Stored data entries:

+++++

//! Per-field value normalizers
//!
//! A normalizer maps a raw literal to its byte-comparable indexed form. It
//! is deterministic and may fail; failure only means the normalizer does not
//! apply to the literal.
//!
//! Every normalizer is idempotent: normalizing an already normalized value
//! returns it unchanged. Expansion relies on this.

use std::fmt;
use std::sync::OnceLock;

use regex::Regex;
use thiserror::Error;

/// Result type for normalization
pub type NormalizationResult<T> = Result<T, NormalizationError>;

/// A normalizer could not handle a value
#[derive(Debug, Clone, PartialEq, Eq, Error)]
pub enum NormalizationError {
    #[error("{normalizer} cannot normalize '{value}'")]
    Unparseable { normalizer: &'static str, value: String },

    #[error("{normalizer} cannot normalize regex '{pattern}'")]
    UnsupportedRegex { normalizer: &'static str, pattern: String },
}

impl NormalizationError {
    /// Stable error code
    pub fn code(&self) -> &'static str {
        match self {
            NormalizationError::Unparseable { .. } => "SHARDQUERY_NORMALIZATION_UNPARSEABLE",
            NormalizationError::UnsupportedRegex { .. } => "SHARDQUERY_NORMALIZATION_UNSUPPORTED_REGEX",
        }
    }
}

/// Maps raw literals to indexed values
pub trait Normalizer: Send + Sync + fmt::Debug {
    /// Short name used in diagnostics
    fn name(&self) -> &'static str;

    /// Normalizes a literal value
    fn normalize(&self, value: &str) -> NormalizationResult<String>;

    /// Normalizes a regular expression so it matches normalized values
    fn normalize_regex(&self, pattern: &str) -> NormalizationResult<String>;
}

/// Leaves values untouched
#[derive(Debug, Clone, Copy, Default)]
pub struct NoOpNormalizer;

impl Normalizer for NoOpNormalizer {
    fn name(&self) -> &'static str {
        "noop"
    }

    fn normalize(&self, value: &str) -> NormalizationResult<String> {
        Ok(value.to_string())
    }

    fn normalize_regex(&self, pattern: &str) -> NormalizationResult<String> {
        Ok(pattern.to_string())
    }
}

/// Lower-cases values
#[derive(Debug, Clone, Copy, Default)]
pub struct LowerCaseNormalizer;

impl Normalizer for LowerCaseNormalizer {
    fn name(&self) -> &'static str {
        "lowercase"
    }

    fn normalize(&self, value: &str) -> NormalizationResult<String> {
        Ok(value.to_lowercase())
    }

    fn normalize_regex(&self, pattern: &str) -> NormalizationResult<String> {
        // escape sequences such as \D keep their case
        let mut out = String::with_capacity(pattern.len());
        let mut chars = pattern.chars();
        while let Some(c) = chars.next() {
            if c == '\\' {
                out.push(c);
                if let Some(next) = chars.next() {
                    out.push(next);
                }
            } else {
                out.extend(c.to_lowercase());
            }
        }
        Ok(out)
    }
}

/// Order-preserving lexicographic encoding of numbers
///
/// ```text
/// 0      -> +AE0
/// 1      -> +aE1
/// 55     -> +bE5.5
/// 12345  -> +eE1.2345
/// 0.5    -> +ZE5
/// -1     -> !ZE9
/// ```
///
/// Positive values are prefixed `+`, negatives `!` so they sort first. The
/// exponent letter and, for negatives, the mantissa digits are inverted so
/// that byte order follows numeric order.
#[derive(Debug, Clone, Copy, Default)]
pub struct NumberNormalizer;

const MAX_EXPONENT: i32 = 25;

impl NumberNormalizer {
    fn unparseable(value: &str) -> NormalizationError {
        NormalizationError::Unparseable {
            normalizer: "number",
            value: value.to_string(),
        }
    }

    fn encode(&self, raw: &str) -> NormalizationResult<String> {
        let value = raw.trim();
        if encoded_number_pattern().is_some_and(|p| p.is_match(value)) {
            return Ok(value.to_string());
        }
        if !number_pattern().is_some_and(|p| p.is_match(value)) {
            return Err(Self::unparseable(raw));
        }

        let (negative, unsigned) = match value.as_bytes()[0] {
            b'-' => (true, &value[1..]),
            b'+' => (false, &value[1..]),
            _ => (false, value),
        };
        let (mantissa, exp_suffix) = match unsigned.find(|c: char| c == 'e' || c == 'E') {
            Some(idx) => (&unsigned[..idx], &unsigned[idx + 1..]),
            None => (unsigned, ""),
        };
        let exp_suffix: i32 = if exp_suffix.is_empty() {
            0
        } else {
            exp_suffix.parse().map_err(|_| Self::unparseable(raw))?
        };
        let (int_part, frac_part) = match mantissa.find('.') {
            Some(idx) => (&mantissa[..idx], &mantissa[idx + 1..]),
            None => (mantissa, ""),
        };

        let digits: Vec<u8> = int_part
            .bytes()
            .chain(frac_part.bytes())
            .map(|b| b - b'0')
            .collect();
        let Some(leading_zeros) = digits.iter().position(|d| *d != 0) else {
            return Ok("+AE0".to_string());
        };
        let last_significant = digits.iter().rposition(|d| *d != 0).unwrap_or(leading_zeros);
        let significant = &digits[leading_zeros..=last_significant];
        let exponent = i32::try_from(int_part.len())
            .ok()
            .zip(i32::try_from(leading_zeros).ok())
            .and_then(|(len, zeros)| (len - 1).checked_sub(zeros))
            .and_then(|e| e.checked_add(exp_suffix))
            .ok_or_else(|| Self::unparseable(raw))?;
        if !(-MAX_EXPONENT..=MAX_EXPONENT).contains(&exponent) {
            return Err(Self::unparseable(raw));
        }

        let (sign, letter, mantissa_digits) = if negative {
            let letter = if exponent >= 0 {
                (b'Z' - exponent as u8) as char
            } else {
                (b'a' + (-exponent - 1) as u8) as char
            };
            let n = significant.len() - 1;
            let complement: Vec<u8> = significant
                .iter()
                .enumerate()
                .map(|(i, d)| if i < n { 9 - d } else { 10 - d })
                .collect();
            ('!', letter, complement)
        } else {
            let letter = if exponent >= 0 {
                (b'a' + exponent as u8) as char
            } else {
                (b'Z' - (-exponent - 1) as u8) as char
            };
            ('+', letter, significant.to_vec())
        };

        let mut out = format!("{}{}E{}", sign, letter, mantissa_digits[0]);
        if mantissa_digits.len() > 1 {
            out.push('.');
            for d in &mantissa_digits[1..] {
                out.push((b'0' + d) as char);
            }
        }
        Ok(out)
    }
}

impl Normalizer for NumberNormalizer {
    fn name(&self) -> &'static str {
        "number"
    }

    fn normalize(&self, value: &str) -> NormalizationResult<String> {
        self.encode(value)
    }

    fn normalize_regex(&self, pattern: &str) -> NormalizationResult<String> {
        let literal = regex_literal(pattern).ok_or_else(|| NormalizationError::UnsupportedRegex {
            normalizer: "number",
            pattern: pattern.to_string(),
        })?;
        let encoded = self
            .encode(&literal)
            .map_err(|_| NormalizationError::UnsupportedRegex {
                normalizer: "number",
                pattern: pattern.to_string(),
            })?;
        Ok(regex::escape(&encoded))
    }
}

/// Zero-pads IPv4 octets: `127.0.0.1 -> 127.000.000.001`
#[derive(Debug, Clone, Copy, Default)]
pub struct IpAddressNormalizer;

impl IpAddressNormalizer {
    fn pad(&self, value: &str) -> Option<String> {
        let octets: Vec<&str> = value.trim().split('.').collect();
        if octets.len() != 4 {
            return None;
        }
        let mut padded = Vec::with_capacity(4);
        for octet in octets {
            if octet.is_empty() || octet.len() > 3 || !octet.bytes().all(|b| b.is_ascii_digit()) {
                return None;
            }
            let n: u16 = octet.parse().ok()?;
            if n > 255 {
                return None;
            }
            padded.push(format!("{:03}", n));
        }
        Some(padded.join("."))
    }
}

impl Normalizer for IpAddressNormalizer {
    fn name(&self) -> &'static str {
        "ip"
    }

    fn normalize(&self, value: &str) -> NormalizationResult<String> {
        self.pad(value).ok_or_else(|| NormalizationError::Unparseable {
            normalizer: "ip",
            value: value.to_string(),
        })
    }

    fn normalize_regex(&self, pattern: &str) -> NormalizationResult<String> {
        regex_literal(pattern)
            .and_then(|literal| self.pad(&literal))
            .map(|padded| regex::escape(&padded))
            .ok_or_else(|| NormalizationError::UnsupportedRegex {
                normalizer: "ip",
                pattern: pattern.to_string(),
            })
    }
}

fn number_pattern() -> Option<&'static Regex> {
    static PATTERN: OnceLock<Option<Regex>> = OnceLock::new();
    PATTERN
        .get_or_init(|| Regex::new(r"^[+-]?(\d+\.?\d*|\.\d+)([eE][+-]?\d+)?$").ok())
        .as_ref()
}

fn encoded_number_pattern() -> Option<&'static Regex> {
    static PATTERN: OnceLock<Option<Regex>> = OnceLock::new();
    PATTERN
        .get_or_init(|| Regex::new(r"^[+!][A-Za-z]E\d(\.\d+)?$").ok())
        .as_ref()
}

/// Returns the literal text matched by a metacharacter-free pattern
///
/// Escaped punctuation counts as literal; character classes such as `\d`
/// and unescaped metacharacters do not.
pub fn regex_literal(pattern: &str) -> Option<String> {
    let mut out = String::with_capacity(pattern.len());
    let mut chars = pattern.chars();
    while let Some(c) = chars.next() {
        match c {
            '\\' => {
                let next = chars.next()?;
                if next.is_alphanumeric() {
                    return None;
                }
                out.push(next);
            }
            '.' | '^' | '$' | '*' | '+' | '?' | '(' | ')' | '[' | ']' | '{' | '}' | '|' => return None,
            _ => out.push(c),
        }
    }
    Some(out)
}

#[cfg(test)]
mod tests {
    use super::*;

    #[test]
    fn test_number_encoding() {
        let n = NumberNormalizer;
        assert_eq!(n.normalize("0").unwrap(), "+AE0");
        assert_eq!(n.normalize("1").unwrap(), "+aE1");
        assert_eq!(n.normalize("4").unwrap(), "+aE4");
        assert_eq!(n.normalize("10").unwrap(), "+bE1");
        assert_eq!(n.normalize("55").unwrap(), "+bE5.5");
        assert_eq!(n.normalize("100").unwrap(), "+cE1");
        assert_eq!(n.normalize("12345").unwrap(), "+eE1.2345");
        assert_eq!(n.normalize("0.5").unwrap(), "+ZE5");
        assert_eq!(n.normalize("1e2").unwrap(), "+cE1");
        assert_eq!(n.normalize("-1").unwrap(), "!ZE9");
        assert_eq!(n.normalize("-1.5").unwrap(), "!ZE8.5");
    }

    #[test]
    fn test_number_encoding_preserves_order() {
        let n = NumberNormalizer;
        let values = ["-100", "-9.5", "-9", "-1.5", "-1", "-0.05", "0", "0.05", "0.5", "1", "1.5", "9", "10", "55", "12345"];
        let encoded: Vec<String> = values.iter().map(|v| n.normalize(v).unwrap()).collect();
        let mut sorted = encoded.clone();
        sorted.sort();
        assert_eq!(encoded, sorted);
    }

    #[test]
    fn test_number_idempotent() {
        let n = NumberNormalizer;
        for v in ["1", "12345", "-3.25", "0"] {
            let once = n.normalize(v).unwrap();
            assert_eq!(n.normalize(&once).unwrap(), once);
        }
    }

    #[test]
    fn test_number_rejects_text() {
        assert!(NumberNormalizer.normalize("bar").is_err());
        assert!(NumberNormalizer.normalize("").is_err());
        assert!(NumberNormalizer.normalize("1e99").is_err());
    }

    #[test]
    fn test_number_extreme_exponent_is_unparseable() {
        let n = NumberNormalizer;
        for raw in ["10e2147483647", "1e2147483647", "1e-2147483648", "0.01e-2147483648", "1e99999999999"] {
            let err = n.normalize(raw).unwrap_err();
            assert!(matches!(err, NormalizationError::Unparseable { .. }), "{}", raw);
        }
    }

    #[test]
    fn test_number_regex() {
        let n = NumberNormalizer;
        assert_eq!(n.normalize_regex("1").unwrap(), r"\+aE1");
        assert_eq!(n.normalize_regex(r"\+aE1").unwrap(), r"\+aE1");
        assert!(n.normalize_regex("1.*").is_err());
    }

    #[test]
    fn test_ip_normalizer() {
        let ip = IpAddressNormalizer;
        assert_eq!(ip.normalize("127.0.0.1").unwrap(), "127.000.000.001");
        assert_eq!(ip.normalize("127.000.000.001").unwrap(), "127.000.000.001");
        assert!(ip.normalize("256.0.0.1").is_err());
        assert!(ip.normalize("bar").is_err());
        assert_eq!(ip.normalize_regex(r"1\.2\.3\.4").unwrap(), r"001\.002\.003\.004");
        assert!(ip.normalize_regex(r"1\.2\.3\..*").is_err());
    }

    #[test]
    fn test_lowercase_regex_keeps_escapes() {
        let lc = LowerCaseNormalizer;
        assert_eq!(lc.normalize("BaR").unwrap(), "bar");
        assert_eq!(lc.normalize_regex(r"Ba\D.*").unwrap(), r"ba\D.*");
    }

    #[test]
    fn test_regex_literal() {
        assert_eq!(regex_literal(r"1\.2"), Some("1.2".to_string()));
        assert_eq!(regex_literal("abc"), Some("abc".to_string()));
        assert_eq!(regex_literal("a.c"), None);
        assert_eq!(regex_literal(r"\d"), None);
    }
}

+++++

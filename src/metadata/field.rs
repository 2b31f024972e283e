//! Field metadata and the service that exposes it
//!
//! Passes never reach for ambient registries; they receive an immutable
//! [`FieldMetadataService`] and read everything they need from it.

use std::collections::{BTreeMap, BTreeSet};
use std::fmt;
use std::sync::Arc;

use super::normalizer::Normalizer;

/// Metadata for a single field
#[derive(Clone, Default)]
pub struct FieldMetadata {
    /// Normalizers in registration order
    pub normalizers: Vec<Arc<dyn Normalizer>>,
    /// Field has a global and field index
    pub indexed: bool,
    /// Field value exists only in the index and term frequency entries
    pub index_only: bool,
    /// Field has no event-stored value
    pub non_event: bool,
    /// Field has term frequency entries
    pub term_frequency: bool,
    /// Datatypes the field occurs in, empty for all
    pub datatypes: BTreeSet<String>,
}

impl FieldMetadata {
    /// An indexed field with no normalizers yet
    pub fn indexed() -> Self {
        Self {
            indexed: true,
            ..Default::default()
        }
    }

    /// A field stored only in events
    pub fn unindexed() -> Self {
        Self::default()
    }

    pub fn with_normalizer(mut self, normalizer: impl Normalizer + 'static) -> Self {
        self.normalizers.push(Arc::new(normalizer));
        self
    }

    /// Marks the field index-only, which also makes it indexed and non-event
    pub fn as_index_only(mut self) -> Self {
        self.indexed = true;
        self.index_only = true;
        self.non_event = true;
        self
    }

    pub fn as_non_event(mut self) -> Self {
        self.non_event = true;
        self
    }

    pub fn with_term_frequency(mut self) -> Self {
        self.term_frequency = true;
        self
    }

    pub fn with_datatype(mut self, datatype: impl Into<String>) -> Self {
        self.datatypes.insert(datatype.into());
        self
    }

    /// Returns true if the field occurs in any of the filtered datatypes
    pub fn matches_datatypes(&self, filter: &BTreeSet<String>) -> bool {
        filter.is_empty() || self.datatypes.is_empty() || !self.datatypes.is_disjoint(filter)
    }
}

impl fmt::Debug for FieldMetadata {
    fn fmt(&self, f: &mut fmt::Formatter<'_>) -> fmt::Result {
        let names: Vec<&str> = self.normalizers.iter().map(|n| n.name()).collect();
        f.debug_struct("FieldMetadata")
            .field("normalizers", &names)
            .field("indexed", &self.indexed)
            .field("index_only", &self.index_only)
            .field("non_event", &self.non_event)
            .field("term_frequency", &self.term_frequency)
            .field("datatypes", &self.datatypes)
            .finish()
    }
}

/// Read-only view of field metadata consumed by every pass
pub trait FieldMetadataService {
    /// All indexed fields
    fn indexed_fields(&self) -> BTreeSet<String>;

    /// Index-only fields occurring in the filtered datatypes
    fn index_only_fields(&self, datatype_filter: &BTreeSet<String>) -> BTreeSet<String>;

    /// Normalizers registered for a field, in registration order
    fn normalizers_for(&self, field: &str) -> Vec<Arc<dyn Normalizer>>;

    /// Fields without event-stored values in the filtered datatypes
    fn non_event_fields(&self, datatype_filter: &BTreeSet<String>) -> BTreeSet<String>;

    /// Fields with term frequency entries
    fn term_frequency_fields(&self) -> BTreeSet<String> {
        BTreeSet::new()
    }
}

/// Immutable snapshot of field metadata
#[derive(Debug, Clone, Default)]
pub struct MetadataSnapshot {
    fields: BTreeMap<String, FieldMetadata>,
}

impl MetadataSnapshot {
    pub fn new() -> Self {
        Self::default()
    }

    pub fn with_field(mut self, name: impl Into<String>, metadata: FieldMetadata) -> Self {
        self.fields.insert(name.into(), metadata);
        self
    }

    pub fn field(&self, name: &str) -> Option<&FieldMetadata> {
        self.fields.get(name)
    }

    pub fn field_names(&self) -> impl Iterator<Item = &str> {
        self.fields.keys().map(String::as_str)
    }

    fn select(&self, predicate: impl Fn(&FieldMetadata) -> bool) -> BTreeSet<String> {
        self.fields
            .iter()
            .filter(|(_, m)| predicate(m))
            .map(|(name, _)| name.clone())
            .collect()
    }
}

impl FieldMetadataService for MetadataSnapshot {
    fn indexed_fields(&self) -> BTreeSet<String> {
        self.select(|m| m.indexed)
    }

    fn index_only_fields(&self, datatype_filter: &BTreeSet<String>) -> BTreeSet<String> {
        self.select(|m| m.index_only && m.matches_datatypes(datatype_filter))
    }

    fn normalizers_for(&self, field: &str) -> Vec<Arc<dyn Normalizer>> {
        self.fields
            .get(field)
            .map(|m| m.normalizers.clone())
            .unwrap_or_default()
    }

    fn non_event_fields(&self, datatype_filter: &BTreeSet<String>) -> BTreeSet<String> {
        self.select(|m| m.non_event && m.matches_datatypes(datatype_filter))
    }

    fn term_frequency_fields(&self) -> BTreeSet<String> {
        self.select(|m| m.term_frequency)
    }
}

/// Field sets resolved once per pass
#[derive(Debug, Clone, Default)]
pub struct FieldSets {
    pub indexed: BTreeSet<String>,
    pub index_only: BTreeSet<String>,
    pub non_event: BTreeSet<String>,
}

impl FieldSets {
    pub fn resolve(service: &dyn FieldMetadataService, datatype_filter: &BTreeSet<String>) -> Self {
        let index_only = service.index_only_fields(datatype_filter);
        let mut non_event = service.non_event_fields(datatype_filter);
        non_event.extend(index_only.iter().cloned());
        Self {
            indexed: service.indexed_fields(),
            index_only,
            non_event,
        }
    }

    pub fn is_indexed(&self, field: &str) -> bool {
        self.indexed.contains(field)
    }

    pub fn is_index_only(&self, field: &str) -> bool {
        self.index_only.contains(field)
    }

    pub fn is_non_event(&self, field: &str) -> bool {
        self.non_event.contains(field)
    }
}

+++++

TASK ITEM:
Show the lines of the entries that include the string "next", copying each in full.

PROBLEM SOLUTION:
        while let Some(c) = chars.next() {
                if let Some(next) = chars.next() {
                    out.push(next);
    while let Some(c) = chars.next() {
                let next = chars.next()?;
                if next.is_alphanumeric() {
                out.push(next);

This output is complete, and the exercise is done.